Delikta schrieb am 24.7. 2001 um 18:51:16 Uhr zu

Gedicht

Bewertung: 4 Punkt(e)

Müde bin ich dumme Kuh,
mache meine Äuglein zu.
Mein Kopf fällt auf die Tastatur,
es ist doch erst 19 Uhr.

Jörg schrieb am 21.1. 1999 um 00:38:06 Uhr zu

Gedicht

Bewertung: 4 Punkt(e)

Ein Dichter ist ein Mensch, der schreibt,
der niemals auf der Stelle bleibt
der Worte zu Gebilden formt
die Sprache nicht nach Schema formt
der manchmal unverstanden bleibt
jedoch der Dichter schreibt und schreibt...

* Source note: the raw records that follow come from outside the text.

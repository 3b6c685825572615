use super::error::ProductError;
use super::types::{NewProduct, Price, ProductUpdate};

/// Parses a price typed into a form field.
pub fn parse_price(input: &str) -> Result<Price, ProductError> {
    let input = input.trim();
    if input.is_empty() {
        return Err(ProductError::PriceRequired);
    }
    let amount: f64 = input.parse().map_err(|_| ProductError::PriceNotANumber)?;
    Price::new(amount)
}

/// Validates a product name.
pub fn validate_name(name: &str) -> Result<(), ProductError> {
    if name.trim().is_empty() {
        return Err(ProductError::NameRequired);
    }
    Ok(())
}

/// Validates a product identifier. Store identifiers start at 1.
pub fn validate_product_id(id: i64) -> Result<(), ProductError> {
    if id <= 0 {
        return Err(ProductError::InvalidId(id));
    }
    Ok(())
}

/// Validates a product before insertion.
pub fn validate_new_product(product: &NewProduct) -> Result<(), ProductError> {
    validate_name(&product.name)
}

/// Validates an update before it is sent to the store.
pub fn validate_product_update(update: &ProductUpdate) -> Result<(), ProductError> {
    validate_product_id(update.id)?;
    if update.is_empty() {
        return Err(ProductError::EmptyUpdate);
    }
    if let Some(name) = &update.name {
        validate_name(name)?;
    }
    Ok(())
}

LKA Düsseldorf schrieb am 16.4. 2000 um 01:46:27 Uhr zu

Gedicht

Bewertung: 2 Punkt(e)

Das Brummen

Vom Rhein ein Brummen schnorrte leise
vom Frachtschiff das vorüberzieht.
immer leiser, immer leiser,
bis es fast dem Ohr entflieht.
Und da von oben grad vom Himmel
stört quer ein andrer Ton die Ruh'
im Mond ein Streifen, rauchig schimmernd
die Augen zu, die Augen zu

Ach ich sehne mich nach Stille,
da wo's niemals Stille wird
'n Auto fährt, es zirpt ne Grille
nebenan wird korpuliert.
In den Pappeln sitzen Raben
krächzen was vom Totenreich
der unter mir muß Gäste haben
oder Durchfall, beides gleich.

Das Leben ist ein lautes Treiben,
niemand hilft dir aus der Not
das Brummen wird dir immer bleiben,
Ruhe bringt dir erst der Tod!

Thanx tu Joint venture und Straßenigeln

Mrs.Y schrieb am 10.1. 2002 um 17:33:41 Uhr zu

Gedicht

Bewertung: 1 Punkt(e)

BIM, BAM, BUM

Ein Glockenton fliegt durch die Nacht,
als hätt er Vogelflügel;
er fliegt in römischer Kirchentracht
wohl über Tal und Hügel.

Er sucht die Glockentönin Bim,
die ihm vorausgeflogen;
d.h., die Sache ist sehr schlimm,
sie hat ihn nämlich betrogen.

»O kommso ruft er, "komm, dein Bam
erwartet dich voll Schmerzen.
Komm wieder, Bim, geliebtes Lamm,
dein Bam liebt dich von Herzen!"

Doch Bim, daß ihrs nur alle wißt,
hat sich dem Bum ergeben;
der ist zwar auch ein guter Christ,
allein das ist es eben.

Der Bam fliegt weiter durch die Nacht
wohl über Wald und Lichtung.
Doch, ach, er fliegt umsonst! Das macht,
er fliegt in falscher Richtung.

(Christian Morgenstern)

Ernesto Stinka-Dores schrieb am 26.12. 2019 um 21:48:46 Uhr zu

Gedicht

Bewertung: 4 Punkt(e)

Tut der Hintern richtig stinken,
so dass Elena lauthals schreit,
dann ganz schnell mit dem Blaster linken,
denn das hilft gleich und das befreit.